A widely used model is 
$$
Y = \beta_0 + \beta_1 X + \epsilon,
$$

where $\beta_0$ and $\beta_1$ are model parameters and $\epsilon$ is normally distributed with $0$ mean and variance $\sigma^2$. 
* If $X$ is a scalar, the model is known as *simple linear regression*.
* If $X$ is a vector, the model is known as *multiple linear regression*.
* If $Y$ is a vector, the model is known as *multivariate linear regression*.


After we form the model, we construct the so-called design matrices $y$ and $X$ such that the regression problem can be written on matrix form:

$$
  y = X\beta + \epsilon,
$$

where $y$ is the vector (or matrix) of observations, $\beta$ is a vector of cefficients, and $\epsilon$ is the residual (error).

**Example:** Suppose the observed values are $y = [1,2,3,4,5]$ with two independent variables with values $x_1 = [6,7,8,9,10]$ and $x_2 = [11,12,13,14,15]$.  Assume we use the linear model $~ Y = \beta_0 + \beta_1 X_1 + \beta_2 X_2 + \beta_3 X_1 X_2$. (Note: "*Linear*" is with respect to the coefficents.) Therefore, the design matrix $X$ is $X = [1, x_1, x_2, x_1x_2]$.

In [None]:
y = np.array([1, 2, 3, 4, 5])
x1 = np.array([6, 7, 8, 9, 10])
x2 = np.array([11, 12, 13, 14, 15])
X = np.vstack([np.ones(5), x1, x2, x1*x2]).T
X

Given $X$ and $y$, we can solve for $\beta$ using least squares method:

In [None]:
beta, res, rank, s_val = np.linalg.lstsq(X, y, rcond=None)
print("beta = ", beta)

In this example, constructing the design matrix $X$ is very simple. However, it can be more difficult for more complicated models. The `Patsy` library provides a simple [formula](https://patsy.readthedocs.io/en/latest/formulas.html#the-formula-language) language to handle this.
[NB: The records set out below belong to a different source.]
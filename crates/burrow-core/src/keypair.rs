//! # Key-Pair State
//!
//! A transport key-pair derived from a completed handshake, and the per-peer
//! previous/current/next slot arrangement that accommodates in-flight packets
//! during rotation.

use std::sync::atomic::{AtomicU64, Ordering};
use std::sync::Arc;
use std::time::{Duration, Instant};

use burrow_protocol::{
    transport_nonce, ReplayFilter, SessionKeys, REJECT_AFTER_TIME_SECS, TAG_SIZE,
};
use chacha20poly1305::aead::{Aead, AeadInPlace, Payload};
use chacha20poly1305::{ChaCha20Poly1305, KeyInit, Nonce, Tag};
use parking_lot::Mutex;

// ═══════════════════════════════════════════════════════════════════════════
// KEY PAIR
// ═══════════════════════════════════════════════════════════════════════════

/// Directional AEAD keys plus the receive-side replay filter and the session
/// indices carried by transport headers
pub struct KeyPair {
    send: ChaCha20Poly1305,
    receive: ChaCha20Poly1305,
    /// Counter for the next outbound packet
    pub send_counter: AtomicU64,
    /// Anti-replay window for the receive direction; touched only by the
    /// per-peer sequential receiver
    pub replay_filter: Mutex<ReplayFilter>,
    /// When the handshake completed
    pub created: Instant,
    /// Our receiver id, indexed in the session index
    pub local_index: u32,
    /// The id the other side expects in transport headers
    pub remote_index: u32,
    /// Whether we initiated the handshake that derived this pair
    pub is_initiator: bool,
}

impl KeyPair {
    /// Build a key-pair from freshly derived session keys
    pub fn new(session: SessionKeys) -> Self {
        Self {
            send: ChaCha20Poly1305::new_from_slice(&*session.send)
                .expect("session keys are 32 bytes"),
            receive: ChaCha20Poly1305::new_from_slice(&*session.receive)
                .expect("session keys are 32 bytes"),
            send_counter: AtomicU64::new(0),
            replay_filter: Mutex::new(ReplayFilter::new()),
            created: Instant::now(),
            local_index: session.local_index,
            remote_index: session.remote_index,
            is_initiator: session.is_initiator,
        }
    }

    /// Claim the next outbound counter
    pub fn next_counter(&self) -> u64 {
        self.send_counter.fetch_add(1, Ordering::Relaxed)
    }

    /// Encrypt an outbound payload under this pair's send key.
    /// Returns ciphertext || tag.
    pub fn encrypt(&self, counter: u64, plaintext: &[u8]) -> Option<Vec<u8>> {
        let nonce = transport_nonce(counter);
        self.send
            .encrypt(
                Nonce::from_slice(&nonce),
                Payload {
                    msg: plaintext,
                    aad: &[],
                },
            )
            .ok()
    }

    /// Authenticated in-place decryption of `ciphertext || tag`.
    /// On success returns the plaintext length at the front of `data`.
    pub fn open_in_place(&self, counter: u64, data: &mut [u8]) -> Result<usize, ()> {
        if data.len() < TAG_SIZE {
            return Err(());
        }
        let nonce = transport_nonce(counter);
        let boundary = data.len() - TAG_SIZE;
        let (content, tag) = data.split_at_mut(boundary);
        self.receive
            .decrypt_in_place_detached(
                Nonce::from_slice(&nonce),
                &[],
                content,
                Tag::from_slice(tag),
            )
            .map_err(|_| ())?;
        Ok(boundary)
    }

    /// A key-pair older than the rejection deadline is unusable
    pub fn expired(&self) -> bool {
        self.created.elapsed() >= Duration::from_secs(REJECT_AFTER_TIME_SECS)
    }
}

impl std::fmt::Debug for KeyPair {
    fn fmt(&self, f: &mut std::fmt::Formatter<'_>) -> std::fmt::Result {
        f.debug_struct("KeyPair")
            .field("local_index", &format_args!("{:#x}", self.local_index))
            .field("remote_index", &format_args!("{:#x}", self.remote_index))
            .field("is_initiator", &self.is_initiator)
            .finish_non_exhaustive()
    }
}

// ═══════════════════════════════════════════════════════════════════════════
// TRI-SLOT ROTATION
// ═══════════════════════════════════════════════════════════════════════════

/// The previous/current/next key-pair slots of one peer.
///
/// Invariants: `next` holds a freshly derived pair that has not yet carried
/// inbound data; the first accepted inbound packet under `next` promotes it
/// (`previous ← current ← next`), evicting the prior `previous`.
#[derive(Default)]
pub struct KeyPairs {
    pub previous: Option<Arc<KeyPair>>,
    pub current: Option<Arc<KeyPair>>,
    pub next: Option<Arc<KeyPair>>,
}

impl KeyPairs {
    pub fn new() -> Self {
        Self::default()
    }

    /// Install a freshly derived pair into `next`, returning the pair it
    /// displaced (to be evicted from the session index)
    pub fn install_next(&mut self, kp: Arc<KeyPair>) -> Option<Arc<KeyPair>> {
        self.next.replace(kp)
    }

    /// True if `kp` currently occupies the `next` slot
    pub fn is_next(&self, kp: &Arc<KeyPair>) -> bool {
        self.next.as_ref().map_or(false, |n| Arc::ptr_eq(n, kp))
    }

    /// Promote `next`: `previous ← current; current ← next; next ← ∅`.
    /// Returns the evicted prior `previous`, if any.
    pub fn promote(&mut self) -> Option<Arc<KeyPair>> {
        let evicted = self.previous.take();
        self.previous = self.current.take();
        self.current = self.next.take();
        evicted
    }

    /// The pair outbound traffic should use: `current`, or `next` when no
    /// inbound packet has confirmed the fresh pair yet
    pub fn send_keypair(&self) -> Option<Arc<KeyPair>> {
        self.current.clone().or_else(|| self.next.clone())
    }

    /// Drain every slot, returning the pairs for index eviction
    pub fn clear(&mut self) -> Vec<Arc<KeyPair>> {
        [
            self.previous.take(),
            self.current.take(),
            self.next.take(),
        ]
        .into_iter()
        .flatten()
        .collect()
    }
}

impl std::fmt::Debug for KeyPairs {
    fn fmt(&self, f: &mut std::fmt::Formatter<'_>) -> std::fmt::Result {
        f.debug_struct("KeyPairs")
            .field("previous", &self.previous.is_some())
            .field("current", &self.current.is_some())
            .field("next", &self.next.is_some())
            .finish()
    }
}

// ═══════════════════════════════════════════════════════════════════════════
// TESTS
// ═══════════════════════════════════════════════════════════════════════════

#[cfg(test)]
mod tests {
    use super::*;
    use zeroize::Zeroizing;

    fn session(local: u32, remote: u32, initiator: bool) -> SessionKeys {
        SessionKeys {
            send: Zeroizing::new([0x11; 32]),
            receive: Zeroizing::new([0x22; 32]),
            local_index: local,
            remote_index: remote,
            is_initiator: initiator,
        }
    }

    fn keypair(local: u32) -> Arc<KeyPair> {
        Arc::new(KeyPair::new(session(local, local + 1, false)))
    }

    #[test]
    fn test_encrypt_open_roundtrip() {
        // mirror sessions: my send key is your receive key
        let a = KeyPair::new(SessionKeys {
            send: Zeroizing::new([0xAA; 32]),
            receive: Zeroizing::new([0xBB; 32]),
            local_index: 1,
            remote_index: 2,
            is_initiator: true,
        });
        let b = KeyPair::new(SessionKeys {
            send: Zeroizing::new([0xBB; 32]),
            receive: Zeroizing::new([0xAA; 32]),
            local_index: 2,
            remote_index: 1,
            is_initiator: false,
        });

        let counter = a.next_counter();
        let mut sealed = a.encrypt(counter, b"inner packet").unwrap();
        let len = b.open_in_place(counter, &mut sealed).unwrap();
        assert_eq!(&sealed[..len], b"inner packet");
    }

    #[test]
    fn test_open_wrong_counter_fails() {
        let kp = KeyPair::new(session(1, 2, true));
        let rx = KeyPair::new(SessionKeys {
            send: Zeroizing::new([0x22; 32]),
            receive: Zeroizing::new([0x11; 32]),
            local_index: 2,
            remote_index: 1,
            is_initiator: false,
        });

        let mut sealed = kp.encrypt(7, b"payload").unwrap();
        assert!(rx.open_in_place(8, &mut sealed).is_err());
    }

    #[test]
    fn test_open_too_short() {
        let kp = KeyPair::new(session(1, 2, true));
        let mut short = [0u8; TAG_SIZE - 1];
        assert!(kp.open_in_place(0, &mut short).is_err());
    }

    #[test]
    fn test_counters_monotonic() {
        let kp = KeyPair::new(session(1, 2, true));
        assert_eq!(kp.next_counter(), 0);
        assert_eq!(kp.next_counter(), 1);
        assert_eq!(kp.next_counter(), 2);
    }

    #[test]
    fn test_promotion_rotates_slots() {
        let mut slots = KeyPairs::new();

        let first = keypair(1);
        assert!(slots.install_next(Arc::clone(&first)).is_none());
        assert!(slots.is_next(&first));

        // first inbound packet under `next` promotes it
        assert!(slots.promote().is_none());
        assert!(slots.current.as_ref().map(|c| Arc::ptr_eq(c, &first)).unwrap());
        assert!(slots.next.is_none());
        assert!(slots.previous.is_none());

        // a rekey installs a second pair, promotion shifts the first down
        let second = keypair(2);
        slots.install_next(Arc::clone(&second));
        assert!(slots.promote().is_none());
        assert!(slots.previous.as_ref().map(|p| Arc::ptr_eq(p, &first)).unwrap());
        assert!(slots.current.as_ref().map(|c| Arc::ptr_eq(c, &second)).unwrap());
        assert!(slots.next.is_none());

        // the third promotion finally evicts the first pair
        let third = keypair(3);
        slots.install_next(Arc::clone(&third));
        let evicted = slots.promote().unwrap();
        assert!(Arc::ptr_eq(&evicted, &first));
    }

    #[test]
    fn test_install_next_displaces_unconfirmed_pair() {
        let mut slots = KeyPairs::new();
        let stale = keypair(1);
        let fresh = keypair(2);

        slots.install_next(Arc::clone(&stale));
        let displaced = slots.install_next(Arc::clone(&fresh)).unwrap();
        assert!(Arc::ptr_eq(&displaced, &stale));
        assert!(slots.is_next(&fresh));
    }

    #[test]
    fn test_send_keypair_prefers_current() {
        let mut slots = KeyPairs::new();
        assert!(slots.send_keypair().is_none());

        let fresh = keypair(1);
        slots.install_next(Arc::clone(&fresh));
        // nothing confirmed yet: sending may use the fresh pair
        assert!(Arc::ptr_eq(&slots.send_keypair().unwrap(), &fresh));

        slots.promote();
        let newer = keypair(2);
        slots.install_next(Arc::clone(&newer));
        // once a pair is current, it wins over the unconfirmed next
        assert!(Arc::ptr_eq(&slots.send_keypair().unwrap(), &fresh));
    }

    #[test]
    fn test_clear_returns_all() {
        let mut slots = KeyPairs::new();
        slots.install_next(keypair(1));
        slots.promote();
        slots.install_next(keypair(2));
        assert_eq!(slots.clear().len(), 2);
        assert!(slots.send_keypair().is_none());
    }
}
First, we create a dictionary that maps the variable names to the corresponding data arrays:

In [None]:
data = {"y": y, "x1": x1, "x2": x2}

To use the model  $~ Y = \beta_0 + \beta_1 X_1 + \beta_2 X_2 + \beta_3 X_1 X_2$ with Patsy, we can use the formula `y ~ 1 + x1 + x2 + x1*x2` (leave out the coefficients).  Then we can easily get the design matrices:

In [None]:
y, X = patsy.dmatrices("y ~ 1 + x1 + x2 + x1*x2", data)

In [None]:
y

In [None]:
X

We can also use the ordinary linear regression (`OLS`) class in the `statsmodels` library (instead of `np.linalg.lstsq`) to solve for the parameter vector:

In [None]:
model = sm.OLS(y, X)
result = model.fit()

In [None]:
result.params

In [None]:
#compare this with the answer from np.linalg.lstsq
result.params - beta

We can skip the step of creating the design matrices by using the statmodels formula API (we imported it as `smf`) by the following:

In [None]:
#create the dictionary-like object (e.g. a Pandas data frame) that contains the data
df_data = pd.DataFrame(data)
#pass the Patsy formula and the object
model2 = smf.ols("y ~ 1 + x1 + x2 + x1:x2", df_data)
#find the paramters using fit
result2 = model2.fit()
result2.params

This saves us time when we want to add and remove terms in the model. 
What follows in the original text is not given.